Cliché it may be but there is no other way to describe this match other than to say “it had ‘end of season’ written all over it.

The pre-match festivities began early with the arrival from Wales of Taff and Taffette who were staying at Castle Romford, the big fella having elected to miss the final match in favour of a couple of weeks on the sun. As it happened it turned out to be a scorching day in E13 so the tan could have been topped up anyway. The beers were slipping down well in our chosen hostelry and the taste was improved no end by the news from Wembley where Millwall had let a 2-1 lead go to be beaten by a team called the Iron playing in claret and blue. Which was nice.

A few memory flashbacks of the season later it was time to trek over to the ground for the last time where the team news was that the changes had been rung. Tomkins' absence as a result of refereeing incompetence required a reshuffle, Spector coming in at right-back and Neill moving over to the middle to partner Upson. Up front the “partnership” of Schnorbitz and DiMiLaces was replaced by Carlton Cole with Stanislas and Boa-Morte playing just behind giving us a starting line-up of Green, Spector, Ilunga, Neill, Upson, Noble, Kovac, Collison, Boa-Morte, Stanislas, Cole.

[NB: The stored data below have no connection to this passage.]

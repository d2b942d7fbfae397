//! [`Money`]-related definitions.

use std::{fmt, str::FromStr};

#[cfg(feature = "postgres")]
use postgres_types::{FromSql, ToSql};
use rust_decimal::Decimal;

use crate::Percent;

/// Non-negative amount of money.
#[derive(Clone, Copy, Debug, Default, Eq, Hash, Ord, PartialEq, PartialOrd)]
#[cfg_attr(feature = "postgres", derive(FromSql, ToSql), postgres(transparent))]
pub struct Money(Decimal);

impl Money {
    /// Zero amount of [`Money`].
    pub const ZERO: Self = Self(Decimal::ZERO);

    /// Creates a new [`Money`] if the provided `amount` is not negative.
    #[must_use]
    pub fn new(amount: Decimal) -> Option<Self> {
        if amount.is_zero() {
            return Some(Self::ZERO);
        }
        (!amount.is_sign_negative()).then_some(Self(amount))
    }

    /// Returns the [`Decimal`] amount of this [`Money`].
    #[must_use]
    pub const fn amount(self) -> Decimal {
        self.0
    }

    /// Adds the `other` [`Money`] to this one.
    ///
    /// [`None`] is returned on overflow.
    #[must_use]
    pub fn checked_add(self, other: Self) -> Option<Self> {
        self.0.checked_add(other.0).map(Self)
    }

    /// Returns this [`Money`] increased by the provided flat `rate`.
    ///
    /// For example, `1000` with a `20%` rate becomes `1200`.
    ///
    /// [`None`] is returned on overflow.
    #[must_use]
    pub fn with_return(self, rate: Percent) -> Option<Self> {
        let multiplier = Decimal::ONE.checked_add(rate.fraction())?;
        self.0.checked_mul(multiplier).map(Self)
    }
}

impl fmt::Display for Money {
    fn fmt(&self, f: &mut fmt::Formatter<'_>) -> fmt::Result {
        write!(f, "{}", self.0.normalize())
    }
}

impl FromStr for Money {
    type Err = &'static str;

    fn from_str(s: &str) -> Result<Self, Self::Err> {
        let amount = Decimal::from_str(s).map_err(|_| "invalid amount")?;
        Self::new(amount).ok_or("negative amount")
    }
}

impl TryFrom<Decimal> for Money {
    type Error = &'static str;

    fn try_from(amount: Decimal) -> Result<Self, Self::Error> {
        Self::new(amount).ok_or("negative amount")
    }
}

impl From<Money> for Decimal {
    fn from(money: Money) -> Self {
        money.0
    }
}

#[cfg(feature = "juniper")]
mod juniper {
    //! Module providing integration with [`juniper`] crate.

    use std::str::FromStr as _;

    use juniper::{graphql_scalar, InputValue, ScalarValue, Value};

    /// Non-negative decimal amount of money, formatted as a string without
    /// trailing zeros (e.g. `"1200"` or `"10.5"`).
    #[graphql_scalar(with = Self, parse_token(String))]
    type Money = super::Money;

    impl Money {
        fn to_output<S: ScalarValue>(m: &Money) -> Value<S> {
            Value::scalar(m.to_string())
        }

        fn from_input<S: ScalarValue>(
            input: &InputValue<S>,
        ) -> Result<Self, String> {
            input
                .as_string_value()
                .ok_or_else(|| {
                    format!(
                        "Cannot parse `Money` input scalar from \
                         non-string value: {input}",
                    )
                })
                .and_then(|s| {
                    Self::from_str(s).map_err(|e| {
                        format!("Cannot parse `Money` input scalar: {e}")
                    })
                })
        }
    }
}

#[cfg(test)]
mod spec {
    use std::str::FromStr as _;

    use rust_decimal::Decimal;

    use crate::Percent;

    use super::Money;

    fn money(s: &str) -> Money {
        Money::from_str(s).unwrap()
    }

    fn percent(s: &str) -> Percent {
        Percent::from_str(s).unwrap()
    }

    #[test]
    fn rejects_negative_amounts() {
        assert!(Money::from_str("-0.01").is_err());
        assert!(Money::new(Decimal::NEGATIVE_ONE).is_none());
        assert!(Money::from_str("abc").is_err());

        assert_eq!(money("0"), Money::ZERO);
        assert_eq!(money("-0"), Money::ZERO);
        assert!(Money::from_str("12.34").is_ok());
    }

    #[test]
    fn displays_without_trailing_zeros() {
        assert_eq!(money("1200.00").to_string(), "1200");
        assert_eq!(money("10.50").to_string(), "10.5");
        assert_eq!(money("0.000").to_string(), "0");
    }

    #[test]
    fn applies_flat_return() {
        assert_eq!(
            money("1000").with_return(percent("20")),
            Some(money("1200")),
        );
        assert_eq!(
            money("500").with_return(percent("20")),
            Some(money("600")),
        );
        assert_eq!(
            money("123.45").with_return(percent("20")),
            Some(money("148.14")),
        );
        assert_eq!(
            money("1000").with_return(percent("0")),
            Some(money("1000")),
        );
        assert_eq!(money("0").with_return(percent("20")), Some(Money::ZERO));
    }

    #[test]
    fn detects_overflow() {
        let max = Money::new(Decimal::MAX).unwrap();

        assert_eq!(max.checked_add(money("1")), None);
        assert_eq!(max.with_return(percent("20")), None);
        assert_eq!(money("1").checked_add(money("2.5")), Some(money("3.5")));
    }
}
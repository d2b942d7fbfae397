//! [`Query`] collection related to multiple [`Investment`]s.

use common::operations::By;

use crate::domain::{investment, user, Investment};
#[cfg(doc)]
use crate::{domain::User, Query};

use super::DatabaseQuery;

/// Queries all the [`Investment`]s of a [`User`], the most recently started
/// first.
pub type ByUser = DatabaseQuery<By<Vec<Investment>, user::Id>>;

/// Queries all the [`Investment`]s having the provided [`investment::Status`].
pub type ByStatus = DatabaseQuery<By<Vec<Investment>, investment::Status>>;

/// Queries all the [`investment::Status::Active`] [`Investment`]s.
#[must_use]
pub fn active() -> ByStatus {
    ByStatus::by(investment::Status::Active)
}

Now I presume everyone was aware of the various permutations that surrounded the visitors’ fate. Basically, they were knackered without a decent-sized win and events at other grounds going their way. You’d therefore have thought that this was the time to say “sod it” and go hell for leather for an early goal just to make sure that they would still be in with a chance if anyone else messed up. Nope. Symptomatic of the problems they faced was the youngster Johnson who looked quite good during a Championship loan spell last year. In for Downing, he twice spurned promising positions on the left putting first a cross then a shot somewhere in the general direction of Green Street.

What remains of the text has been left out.